Hace unos días vi en un canal argentino (en Brasil) un programa en el que se entrevistaba a personas relacionadas al cultivo de uvas y a la fabricación del vino, a la viticultura y a la enología, en Mendoza.
Las imágenes eran hermosas y demás está decir que en tantos años en el exterior, las pocas veces que he podido ver imágenes de mi tierra en televisión vuelvo irremediablemente a la infancia, esa edad sin edad y que no pasa nunca cuando se está lejos y se recuerda el suelo paterno.
En ese estado de infante, de recuerdos mezclados de cielos muy azules, de horizontes ocres de zonda, del verdor de los parrales y el bermejo de los árboles, veía las escenas en la pantalla y las de mi memoria al mismo tiempo cuando algo me llamó especialmente la atención.
En ese momento entrevistaban a un conocido bodeguero en sus viñas bajo un sol encendido. Le preguntaban a ese hombre por qué no había aceptado una invitación a trabajar en el exterior, en Francia, si mal no recuerdo, en una bodega importante. La respuesta vino entrecortada por silencios prolongados, como queriendo encontrar la palabra justa para decir aquello que no se deja decir fácilmente, que no se puede explicar, sobre todo a la expansiva locuacidad de un entrevistador porteño.
El hombre intentaba explicarle al periodista que no, que salir de esa tierra equivalía a una pérdida, a un luto, a una melancolía -eso es lo que yo imagino porque esas palabras son mías, el hombre no las pronunció-.
El hombre balbuceó algo tratando de que se entendiera que para él era imposible de jar su tierra y, al no poder decirlo con palabras, se emocionó. Un par de sus lágrimas me hicieron pensar en pérdida y melancolía, algo que, imaginé, ese hombre sentía por el solo hecho de pensar, apenas pensar en salir de aquel lugar.
Recordé entonces un texto de Néstor García Canclini sobre migraciones donde se refiere a la desterritorialización como la pérdida de la relación natural de la cultura con la geografía o los territorios no sólo geográficos, también culturales y sociales, un problema de la globalización que prevé una reterritorialización de las personas como fuerza de trabajo y meros consumidores en los países de destino. Es un problema que impacta más en clases sociales más vulnerables que son, normalmente, las que migran por razones económicas.
Pero también es cierto que es un problema que afecta a cualquier persona que ha salido de su país o ambiente cultural y social, sea por el motivo que sea. Ya lo dijo Borges, “un hombre se confunde, gradualmente, con la forma de su destino; un hombre es, a la larga, sus circunstancias”.

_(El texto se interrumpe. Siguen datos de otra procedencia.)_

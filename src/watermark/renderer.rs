//! Watermark stamping pipeline.
//!
//! Takes a decoded source bitmap through resize → tint → tile stamp →
//! encode, producing the raster frame the assembler and export helpers
//! consume. Each distinct text line is rasterized and rotated once, then
//! composited at every grid anchor.

use ab_glyph::FontVec;
use fast_image_resize::{FilterType, Image, PixelType, ResizeAlg, Resizer};
use image::{Rgba, RgbaImage};
use std::io::Cursor;
use std::num::NonZeroU32;
use tracing::debug;

use super::encode;
use super::text::{self, Color};
use super::tiling;
use super::{RasterFrame, RenderError};
use crate::config::WatermarkConfig;

/// Flat tint drawn under the tiles so watermark contrast does not depend
/// on the source image brightness.
const CANVAS_TINT: Color = Color::new(255, 255, 255, 0.2);

/// Where a stamped frame is headed. Drives the resolution multiplier and
/// the codec selection.
#[derive(Debug, Clone, Copy, Default, PartialEq, Eq)]
pub struct RenderIntent {
    pub is_pdf: bool,
    pub is_preview: bool,
    pub for_download: bool,
}

impl RenderIntent {
    /// Plain image watermarking.
    pub fn image() -> Self {
        Self::default()
    }

    /// PDF page shown as an interactive preview.
    pub fn pdf_preview() -> Self {
        Self {
            is_pdf: true,
            is_preview: true,
            for_download: false,
        }
    }

    /// PDF page headed for a downloaded document.
    pub fn pdf_download() -> Self {
        Self {
            is_pdf: true,
            is_preview: false,
            for_download: true,
        }
    }

    /// PDF page kept for later reassembly.
    pub fn pdf_reassembly() -> Self {
        Self {
            is_pdf: true,
            is_preview: false,
            for_download: false,
        }
    }
}

/// Resolution multiplier for a render.
///
/// Plain images render 1:1. PDF previews stay at 1x for speed; final
/// exports use at least 2x, or the display pixel ratio when that is
/// higher.
pub fn resolution_scale(intent: RenderIntent, pixel_ratio: f32) -> f32 {
    if !intent.is_pdf {
        return 1.0;
    }

    if intent.is_preview {
        1.0
    } else {
        pixel_ratio.max(2.0)
    }
}

/// Decode image bytes into an RGBA bitmap, sniffing the format.
pub fn decode_image(data: &[u8]) -> Result<RgbaImage, RenderError> {
    let img = image::ImageReader::new(Cursor::new(data))
        .with_guessed_format()
        .map_err(|e| RenderError::DecodeError(e.to_string()))?
        .decode()
        .map_err(|e| RenderError::DecodeError(e.to_string()))?;

    Ok(img.to_rgba8())
}

/// Watermark a source bitmap and encode it as a raster frame.
///
/// `scale` is the resolution multiplier already baked into `source` for
/// PDF pages (1.0 for plain images); the tile geometry follows it so
/// higher-resolution renders keep the preview's proportions.
pub fn generate_frame(
    source: &RgbaImage,
    config: &WatermarkConfig,
    font: &FontVec,
    intent: RenderIntent,
    scale: f32,
) -> Result<RasterFrame, RenderError> {
    // PDF page bitmaps arrive at their final resolution; plain images
    // resize to the configured canvas when one is set.
    let prepared = if intent.is_pdf {
        source.clone()
    } else {
        let (target_w, target_h) = target_dimensions(config, source.width(), source.height());
        if (target_w, target_h) != source.dimensions() {
            resize_image(source, target_w, target_h, intent.is_preview)?
        } else {
            source.clone()
        }
    };

    let stamped = stamp(prepared, config, font, scale)?;

    let encoding = encode::select_encoding(
        intent.is_pdf,
        intent.is_preview,
        intent.for_download,
        config.compression,
    );
    let src = encode::encode_frame_uri(&stamped, encoding)?;

    debug!(
        width = stamped.width(),
        height = stamped.height(),
        format = encoding.format.mime_type(),
        "Generated raster frame"
    );

    Ok(RasterFrame {
        src,
        width: stamped.width(),
        height: stamped.height(),
    })
}

/// Target canvas size for a plain image: the configured dimensions where
/// set, otherwise the source dimensions.
pub fn target_dimensions(config: &WatermarkConfig, src_w: u32, src_h: u32) -> (u32, u32) {
    let width = if config.width > 0 { config.width } else { src_w };
    let height = if config.height > 0 {
        config.height
    } else {
        src_h
    };
    (width.max(1), height.max(1))
}

struct RotatedLine {
    bitmap: RgbaImage,
    offset: (f32, f32),
    ascent: f32,
}

/// Stamp the watermark grid onto a bitmap.
///
/// When the text is blank or the grid is empty the source is returned
/// untouched, tint included. The rotation angle is truncated to whole
/// degrees and applied to the grid as a rigid body: anchors are mapped
/// through the rotation rather than each tile spinning in place.
pub fn stamp(
    source: RgbaImage,
    config: &WatermarkConfig,
    font: &FontVec,
    scale: f32,
) -> Result<RgbaImage, RenderError> {
    let anchors = tiling::tile_anchors(config);
    if !config.has_words() || anchors.is_empty() {
        return Ok(source);
    }

    let mut canvas = source;
    apply_tint(&mut canvas, CANVAS_TINT);

    let color = text::parse_color(&config.color)?;
    let font_size = config.font_size * scale;
    let angle = config.rotate.trunc();

    // One rasterized, rotated bitmap per distinct line, reused across
    // the whole grid. Empty lines draw nothing.
    let (lines, _) = tiling::line_metrics(&config.words);
    let mut tiles: Vec<Option<RotatedLine>> = Vec::with_capacity(lines.len());
    for line in &lines {
        if line.is_empty() {
            tiles.push(None);
            continue;
        }
        let raster = text::render_line(font, line, font_size, color)?;
        let (bitmap, offset) = text::rotate_with_origin(&raster.image, angle);
        tiles.push(Some(RotatedLine {
            bitmap,
            offset,
            ascent: raster.ascent,
        }));
    }

    let radians = angle.to_radians();
    let (sin, cos) = radians.sin_cos();

    for anchor in anchors {
        let Some(tile) = tiles.get(anchor.line).and_then(Option::as_ref) else {
            continue;
        };

        // The anchor is a baseline point; the unrotated bitmap top-left
        // sits one ascent above it. Map it through the grid rotation,
        // then the bitmap's own bounding-box offset.
        let x = anchor.x * scale;
        let y = anchor.y * scale - tile.ascent;

        let left = x * cos - y * sin + tile.offset.0;
        let top = x * sin + y * cos + tile.offset.1;

        composite(&mut canvas, &tile.bitmap, left.round() as i64, top.round() as i64);
    }

    Ok(canvas)
}

fn apply_tint(canvas: &mut RgbaImage, tint: Color) {
    let alpha = (tint.a.clamp(0.0, 1.0) * 255.0) as u8;
    let tint_pixel = Rgba([tint.r, tint.g, tint.b, alpha]);

    for pixel in canvas.pixels_mut() {
        *pixel = text::blend_pixels(*pixel, tint_pixel);
    }
}

fn composite(canvas: &mut RgbaImage, tile: &RgbaImage, left: i64, top: i64) {
    let canvas_w = canvas.width() as i64;
    let canvas_h = canvas.height() as i64;

    for (tx, ty, pixel) in tile.enumerate_pixels() {
        if pixel[3] == 0 {
            continue;
        }

        let cx = left + tx as i64;
        let cy = top + ty as i64;
        if cx < 0 || cy < 0 || cx >= canvas_w || cy >= canvas_h {
            continue;
        }

        let existing = canvas.get_pixel(cx as u32, cy as u32);
        let blended = text::blend_pixels(*existing, *pixel);
        canvas.put_pixel(cx as u32, cy as u32, blended);
    }
}

/// Resample a bitmap to new dimensions. Previews use a faster filter,
/// final output the sharper one.
fn resize_image(
    img: &RgbaImage,
    target_w: u32,
    target_h: u32,
    is_preview: bool,
) -> Result<RgbaImage, RenderError> {
    let src_width = NonZeroU32::new(img.width())
        .ok_or_else(|| RenderError::ResizeError("Source width is 0".to_string()))?;
    let src_height = NonZeroU32::new(img.height())
        .ok_or_else(|| RenderError::ResizeError("Source height is 0".to_string()))?;
    let dst_width = NonZeroU32::new(target_w)
        .ok_or_else(|| RenderError::ResizeError("Target width is 0".to_string()))?;
    let dst_height = NonZeroU32::new(target_h)
        .ok_or_else(|| RenderError::ResizeError("Target height is 0".to_string()))?;

    let src_image = Image::from_vec_u8(
        src_width,
        src_height,
        img.as_raw().clone(),
        PixelType::U8x4,
    )
    .map_err(|e| RenderError::ResizeError(format!("Failed to create source image: {:?}", e)))?;

    let mut dst_image = Image::new(dst_width, dst_height, PixelType::U8x4);

    let filter = if is_preview {
        FilterType::Bilinear
    } else {
        FilterType::Lanczos3
    };
    let mut resizer = Resizer::new(ResizeAlg::Convolution(filter));

    resizer
        .resize(&src_image.view(), &mut dst_image.view_mut())
        .map_err(|e| RenderError::ResizeError(format!("Resize operation failed: {:?}", e)))?;

    RgbaImage::from_raw(target_w, target_h, dst_image.into_vec())
        .ok_or_else(|| RenderError::ResizeError("Failed to create output image buffer".to_string()))
}
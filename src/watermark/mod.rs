//! Watermark rendering.
//!
//! Stamps a tiled, rotated text grid onto images and rasterized PDF
//! pages, entirely on the local machine. The grid geometry, text and
//! colors come from one [`crate::config::WatermarkConfig`] value.
//!
//! # Features
//!
//! - **Tiled text watermarks** with multi-line tiles and per-line centering
//! - **Rigid grid rotation**: the whole grid rotates as one body, not
//!   tile by tile
//! - **Resolution multipliers** for PDF pages (1x preview, >=2x export)
//! - **Four-way output encoding** keyed on the frame's destination
//!
//! # Configuration Example
//!
//! ```yaml
//! words: 仅用于工作认证
//! font_family: Arial
//! font_size: 16
//! color: rgba(0, 0, 0, 0.2)
//! rotate: -15
//! row: 7
//! col: 7
//! ```

pub mod encode;
pub mod error;
pub mod font;
pub mod renderer;
pub mod text;
pub mod tiling;

// Re-export main types for convenience
pub use encode::{encode_frame, select_encoding, to_data_uri, FrameEncoding, FrameFormat};
pub use error::RenderError;
pub use font::{find_any_font, load_font, FONT_OPTIONS};
pub use renderer::{
    decode_image, generate_frame, resolution_scale, stamp, RenderIntent,
};
pub use text::{parse_color, Color};
pub use tiling::{line_metrics, tile_anchors, TileAnchor};

/// One rendered page or image: the encoded bitmap as a base64 data URI
/// plus its pixel dimensions. Frames are produced once per page, carried
/// to the assembler or export helper, and dropped after use.
#[derive(Debug, Clone, PartialEq)]
pub struct RasterFrame {
    pub src: String,
    pub width: u32,
    pub height: u32,
}
//! Raster frame encoding.
//!
//! Stamped bitmaps leave the renderer as base64 data URIs. Which codec
//! and quality a frame gets depends on where it is headed: plain images
//! keep the configured compression, PDF pages pick between download,
//! preview and reassembly encodings.

use base64::{engine::general_purpose, Engine as _};
use image::RgbaImage;
use std::io::Cursor;

use super::RenderError;

/// Output codec for a stamped frame.
#[derive(Debug, Clone, Copy, PartialEq, Eq)]
pub enum FrameFormat {
    Jpeg,
    Png,
}

impl FrameFormat {
    pub fn mime_type(&self) -> &'static str {
        match self {
            FrameFormat::Jpeg => "image/jpeg",
            FrameFormat::Png => "image/png",
        }
    }
}

/// Codec and quality selected for one frame.
#[derive(Debug, Clone, Copy, PartialEq)]
pub struct FrameEncoding {
    pub format: FrameFormat,
    /// Quality in [0.0, 1.0]; ignored by PNG.
    pub quality: f32,
}

/// Select codec and quality for a frame.
///
/// The branches are distinct on purpose: plain images always re-encode
/// as JPEG at the configured compression; PDF pages bound for download
/// use maximum-quality JPEG, previews a fixed 0.8 JPEG, and pages headed
/// for reassembly lossless PNG.
pub fn select_encoding(
    is_pdf: bool,
    is_preview: bool,
    for_download: bool,
    compression: f32,
) -> FrameEncoding {
    if !is_pdf {
        return FrameEncoding {
            format: FrameFormat::Jpeg,
            quality: compression,
        };
    }

    if for_download {
        FrameEncoding {
            format: FrameFormat::Jpeg,
            quality: 1.0,
        }
    } else if is_preview {
        FrameEncoding {
            format: FrameFormat::Jpeg,
            quality: 0.8,
        }
    } else {
        FrameEncoding {
            format: FrameFormat::Png,
            quality: 1.0,
        }
    }
}

/// Map a [0.0, 1.0] quality factor to the 1-100 scale JPEG encoders use.
pub fn jpeg_quality(quality: f32) -> u8 {
    let scaled = (quality.clamp(0.0, 1.0) * 100.0).round() as u8;
    scaled.max(1)
}

/// Encode a stamped bitmap with the selected codec.
pub fn encode_frame(image: &RgbaImage, encoding: FrameEncoding) -> Result<Vec<u8>, RenderError> {
    match encoding.format {
        FrameFormat::Jpeg => encode_jpeg(image, jpeg_quality(encoding.quality)),
        FrameFormat::Png => encode_png(image),
    }
}

/// Encode a stamped bitmap and wrap it as a base64 data URI.
pub fn encode_frame_uri(
    image: &RgbaImage,
    encoding: FrameEncoding,
) -> Result<String, RenderError> {
    let bytes = encode_frame(image, encoding)?;
    Ok(to_data_uri(&bytes, encoding.format))
}

/// Wrap encoded image bytes as a `data:` URI.
pub fn to_data_uri(bytes: &[u8], format: FrameFormat) -> String {
    format!(
        "data:{};base64,{}",
        format.mime_type(),
        general_purpose::STANDARD.encode(bytes)
    )
}

fn encode_jpeg(image: &RgbaImage, quality: u8) -> Result<Vec<u8>, RenderError> {
    use image::codecs::jpeg::JpegEncoder;
    use image::ImageEncoder as _;

    // JPEG has no alpha channel
    let rgb_data = rgba_to_rgb(image.as_raw());

    let mut output = Cursor::new(Vec::new());
    let encoder = JpegEncoder::new_with_quality(&mut output, quality);

    encoder
        .write_image(
            &rgb_data,
            image.width(),
            image.height(),
            image::ExtendedColorType::Rgb8,
        )
        .map_err(|e| RenderError::EncodeError(format!("jpeg: {}", e)))?;

    Ok(output.into_inner())
}

fn encode_png(image: &RgbaImage) -> Result<Vec<u8>, RenderError> {
    use image::codecs::png::PngEncoder;
    use image::ImageEncoder as _;

    let mut output = Cursor::new(Vec::new());
    let encoder = PngEncoder::new(&mut output);

    encoder
        .write_image(
            image.as_raw(),
            image.width(),
            image.height(),
            image::ExtendedColorType::Rgba8,
        )
        .map_err(|e| RenderError::EncodeError(format!("png: {}", e)))?;

    Ok(output.into_inner())
}

fn rgba_to_rgb(rgba: &[u8]) -> Vec<u8> {
    let mut rgb = Vec::with_capacity(rgba.len() / 4 * 3);
    for pixel in rgba.chunks_exact(4) {
        rgb.push(pixel[0]);
        rgb.push(pixel[1]);
        rgb.push(pixel[2]);
    }
    rgb
}
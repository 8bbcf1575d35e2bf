// PDF assembly: frames in, parseable document out.

use lopdf::{Document, Object};
use sukashi::pdf::{assemble, assemble_into, PdfError};
use sukashi::watermark::{encode_frame, to_data_uri, FrameEncoding, FrameFormat, RasterFrame};

fn synthetic_frame(width: u32, height: u32, format: FrameFormat) -> RasterFrame {
    let img = image::RgbaImage::from_fn(width, height, |x, y| {
        image::Rgba([(x * 7 % 256) as u8, (y * 11 % 256) as u8, 90, 255])
    });
    let bytes = encode_frame(
        &img,
        FrameEncoding {
            format,
            quality: 1.0,
        },
    )
    .unwrap();
    RasterFrame {
        src: to_data_uri(&bytes, format),
        width,
        height,
    }
}

fn media_box(doc: &Document, page_id: lopdf::ObjectId) -> (i64, i64) {
    let page = doc.get_object(page_id).unwrap().as_dict().unwrap();
    let media_box = page.get(b"MediaBox").unwrap().as_array().unwrap();
    (
        media_box[2].as_i64().unwrap(),
        media_box[3].as_i64().unwrap(),
    )
}

#[test]
fn test_empty_frame_list_yields_zero_page_document() {
    let bytes = assemble(&[]).unwrap();
    let doc = Document::load_mem(&bytes).unwrap();
    assert_eq!(doc.get_pages().len(), 0);
}

#[test]
fn test_assembled_document_parses_with_page_count_and_sizes() {
    let frames = vec![
        synthetic_frame(100, 80, FrameFormat::Jpeg),
        synthetic_frame(50, 120, FrameFormat::Png),
    ];

    let bytes = assemble(&frames).unwrap();
    let doc = Document::load_mem(&bytes).unwrap();

    let pages: Vec<_> = doc.get_pages().into_iter().collect();
    assert_eq!(pages.len(), 2);
    assert_eq!(media_box(&doc, pages[0].1), (100, 80));
    assert_eq!(media_box(&doc, pages[1].1), (50, 120));
}

#[test]
fn test_streaming_variant_sizes_pages_from_recorded_dims() {
    // Recorded dims disagree with the payload to tell the variants apart
    let mut frame = synthetic_frame(30, 30, FrameFormat::Png);
    frame.width = 300;
    frame.height = 200;

    let mut sink = std::io::Cursor::new(Vec::new());
    assemble_into(std::slice::from_ref(&frame), &mut sink).unwrap();

    let doc = Document::load_mem(&sink.into_inner()).unwrap();
    let (_, page_id) = doc.get_pages().into_iter().next().unwrap();
    assert_eq!(media_box(&doc, page_id), (300, 200));

    // The batch variant sizes from the decoded image instead
    let bytes = assemble(&[frame]).unwrap();
    let doc = Document::load_mem(&bytes).unwrap();
    let (_, page_id) = doc.get_pages().into_iter().next().unwrap();
    assert_eq!(media_box(&doc, page_id), (30, 30));
}

#[test]
fn test_jpeg_frames_embed_as_dct_streams() {
    let frame = synthetic_frame(24, 24, FrameFormat::Jpeg);
    let (_, payload) = sukashi::export::decode_data_uri(&frame.src).unwrap();

    let bytes = assemble(&[frame]).unwrap();
    let doc = Document::load_mem(&bytes).unwrap();

    let stream = image_stream(&doc);
    assert_eq!(
        stream.dict.get(b"Filter").unwrap().as_name_str().unwrap(),
        "DCTDecode"
    );
    assert_eq!(stream.content, payload);
}

#[test]
fn test_png_frames_embed_as_flate_device_rgb_streams() {
    let frame = synthetic_frame(24, 24, FrameFormat::Png);

    let bytes = assemble(&[frame]).unwrap();
    let doc = Document::load_mem(&bytes).unwrap();

    let stream = image_stream(&doc);
    assert_eq!(
        stream.dict.get(b"Filter").unwrap().as_name_str().unwrap(),
        "FlateDecode"
    );
    assert_eq!(
        stream
            .dict
            .get(b"ColorSpace")
            .unwrap()
            .as_name_str()
            .unwrap(),
        "DeviceRGB"
    );
    assert_eq!(stream.dict.get(b"BitsPerComponent").unwrap().as_i64().unwrap(), 8);
}

#[test]
fn test_corrupt_frame_is_propagated_not_swallowed() {
    let bad = RasterFrame {
        src: "data:image/jpeg;base64,AAAA".to_string(),
        width: 10,
        height: 10,
    };

    let result = assemble(&[synthetic_frame(8, 8, FrameFormat::Jpeg), bad]);
    assert!(matches!(result, Err(PdfError::EmbedFailed { frame: 1, .. })));
}

fn image_stream(doc: &Document) -> &lopdf::Stream {
    for (_, object) in doc.objects.iter() {
        if let Object::Stream(stream) = object {
            let is_image = stream
                .dict
                .get(b"Subtype")
                .ok()
                .and_then(|s| s.as_name_str().ok())
                == Some("Image");
            if is_image {
                return stream;
            }
        }
    }
    panic!("no image XObject in document");
}
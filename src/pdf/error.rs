//! PDF processing error types.

use std::fmt;

/// Errors from PDF rasterization and assembly.
#[derive(Debug, Clone)]
pub enum PdfError {
    // === Rasterization errors ===
    /// The pdfium library could not be located or loaded
    LibraryUnavailable { message: String },
    /// The input document failed to open or parse
    OpenFailed { path: String, message: String },
    /// A page failed to render to a bitmap
    RenderFailed { page: u16, message: String },
    /// A rendered page failed to watermark or encode
    StampFailed { page: u16, message: String },

    // === Assembly errors ===
    /// A frame could not be decoded or embedded into the document
    EmbedFailed { frame: usize, message: String },
    /// The assembled document failed to serialize
    SaveFailed { message: String },
}

impl fmt::Display for PdfError {
    fn fmt(&self, f: &mut fmt::Formatter<'_>) -> fmt::Result {
        match self {
            PdfError::LibraryUnavailable { message } => {
                write!(f, "PDF rendering library unavailable: {}", message)
            }
            PdfError::OpenFailed { path, message } => {
                write!(f, "Failed to open PDF {}: {}", path, message)
            }
            PdfError::RenderFailed { page, message } => {
                write!(f, "Failed to render page {}: {}", page, message)
            }
            PdfError::StampFailed { page, message } => {
                write!(f, "Failed to watermark page {}: {}", page, message)
            }
            PdfError::EmbedFailed { frame, message } => {
                write!(f, "Failed to embed frame {}: {}", frame, message)
            }
            PdfError::SaveFailed { message } => {
                write!(f, "Failed to save PDF: {}", message)
            }
        }
    }
}

impl std::error::Error for PdfError {}

impl PdfError {
    /// Helper constructors for common error patterns
    pub fn library_unavailable(message: impl Into<String>) -> Self {
        PdfError::LibraryUnavailable {
            message: message.into(),
        }
    }

    pub fn open_failed(path: impl Into<String>, message: impl Into<String>) -> Self {
        PdfError::OpenFailed {
            path: path.into(),
            message: message.into(),
        }
    }

    pub fn render_failed(page: u16, message: impl Into<String>) -> Self {
        PdfError::RenderFailed {
            page,
            message: message.into(),
        }
    }

    pub fn stamp_failed(page: u16, message: impl Into<String>) -> Self {
        PdfError::StampFailed {
            page,
            message: message.into(),
        }
    }

    pub fn embed_failed(frame: usize, message: impl Into<String>) -> Self {
        PdfError::EmbedFailed {
            frame,
            message: message.into(),
        }
    }

    pub fn save_failed(message: impl Into<String>) -> Self {
        PdfError::SaveFailed {
            message: message.into(),
        }
    }
}
//! Tile anchor calculation for the watermark grid.
//!
//! Anchors are computed in pre-rotation canvas space: the whole grid is
//! rotated rigidly afterwards, so these formulas never see the angle. The
//! anchor of a tile line is its text baseline left point, the same
//! convention a 2D canvas uses for text drawing.
//!
//! Placement rules:
//!
//! - Single-line text: tile `(j, i)` (row-major) anchors at
//!   `x = start_x + i × (len × font_size + offset_x)`,
//!   `y = start_y + j × (offset_y + font_size)`,
//!   where `len` is the character count of the text.
//! - Multi-line text: the longest line's character count sets the tile
//!   width so all lines stay aligned; line `k` of tile `(j, i)` anchors at
//!   `x = start_x + i × (max_len × font_size + offset_x)
//!        + (max_len − len_k) / 2 × font_size`,
//!   `y = start_y + j × offset_y + font_size × 1.3 × (k + n × j)`,
//!   where `n` is the line count. The `font_size × 1.3` line advance
//!   compounds across both the line index and the row index; this exact
//!   compounding defines the visual layout and must not be re-derived.

use crate::config::WatermarkConfig;

/// Baseline-left anchor of one text line of one tile, pre-rotation.
#[derive(Debug, Clone, Copy, PartialEq)]
pub struct TileAnchor {
    pub x: f32,
    pub y: f32,
    /// Index into the tile's text lines (0 for single-line text).
    pub line: usize,
}

impl TileAnchor {
    pub fn new(x: f32, y: f32, line: usize) -> Self {
        Self { x, y, line }
    }
}

/// Split the watermark text into lines and report the longest line's
/// character count.
pub fn line_metrics(words: &str) -> (Vec<&str>, usize) {
    let lines: Vec<&str> = words.split('\n').collect();
    let max_len = lines.iter().map(|l| l.chars().count()).max().unwrap_or(0);
    (lines, max_len)
}

// Grid cells times lines per cell. row * col alone can exceed u32 for
// degenerate configs, so widen before multiplying.
fn anchor_capacity(row: u32, col: u32, lines: usize) -> usize {
    (row as usize)
        .saturating_mul(col as usize)
        .saturating_mul(lines)
}

/// Compute every tile line anchor for the configured grid, row-major
/// (rows outer, columns inner), lines in order within each tile.
///
/// `row == 0` or `col == 0` yields no anchors.
pub fn tile_anchors(config: &WatermarkConfig) -> Vec<TileAnchor> {
    if config.row == 0 || config.col == 0 {
        return Vec::new();
    }

    let font_size = config.font_size;
    let (lines, max_len) = line_metrics(&config.words);

    let mut anchors = Vec::with_capacity(anchor_capacity(config.row, config.col, lines.len()));

    if lines.len() > 1 {
        let n = lines.len();
        let stride_x = max_len as f32 * font_size + config.offset_x;

        for j in 0..config.row {
            for i in 0..config.col {
                for (k, line) in lines.iter().enumerate() {
                    let len_k = line.chars().count();
                    let centering = (max_len as f32 - len_k as f32) / 2.0 * font_size;
                    let x = config.start_x + i as f32 * stride_x + centering;
                    let y = config.start_y
                        + j as f32 * config.offset_y
                        + font_size * 1.3 * (k as f32 + n as f32 * j as f32);
                    anchors.push(TileAnchor::new(x, y, k));
                }
            }
        }
    } else {
        let len = config.words.chars().count();
        let stride_x = len as f32 * font_size + config.offset_x;
        let stride_y = config.offset_y + font_size;

        for j in 0..config.row {
            for i in 0..config.col {
                let x = config.start_x + i as f32 * stride_x;
                let y = config.start_y + j as f32 * stride_y;
                anchors.push(TileAnchor::new(x, y, 0));
            }
        }
    }

    anchors
}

Es verdad, pero no es me nos verdad aquella que nos sugiere que, ya que puestos en tales circunstancias, es posible vencer las barreras culturales y sociales practicando algo que, al faltar palabras menos desgastadas, se llama solidaridad y hospitalidad. La hospitalidad es del orden de la ética y, tal vez, sea la médula de la ética. Y ella significa que tanto el extranjero que llega cuanto el habitante que lo acoge logren un pacto de mutua hospitalidad.
Me ha tocado vivir en países diferentes y lo primero que he hecho como recién llegada fue ponerme a estudiar sus idiomas con aquel fervor infantil con el que me asombraba en las tardes de Mendoza, antes de iniciar el primer grado, descubriendo el mundo extraordinario que se descortinaba al aprender a leer los titulares de las páginas de los diarios que mi papá, pacientemente, me enseñaba.
El portugués es mi segunda lengua y siempre resonará en mis oídos con la fuerza mágica que nunca dejó de resonar en los de Antonio Di Benedetto, que lo escuchó desde niño en las “cantigas de ninar” que su mamá brasileña le cantaba.
La lengua, el lenguaje, es – o debería ser– el lugar de acogimiento, el lugar donde todos nos sintamos incluidos en una comunidad que aún no perdió los restos recuperables de un humanismo que no se dejó vencer por la mueca cínica de todo aquello que derrama división, falta de diálogo, sordera, anestesia, amargura y prepotencia.
La lengua, al final, es de todos, nos ha constituido a todos en cuanto vivientes humanos y la transformamos incesantemente entre todos.
Es tan importante, es tan esencial en nuestras vidas, que cuando ella nos falta, cuando las palabras no llegan a tiempo para decir lo que, sabemos, no se dejará decir, nos emocionamos, lloramos, balbuceamos nuevamente como niños, maravillados por el sol infantil, las mañanas de cielos azules sobre los viñedos de los abuelos, o sobre estos mares relucientes de nuestra historia individual, aquella que, como a la lengua, nadie podrá ni comprar ni transformar apenas en mercadería, números y consumo.
Es lo que nos resta de humanos en este vasto mundo.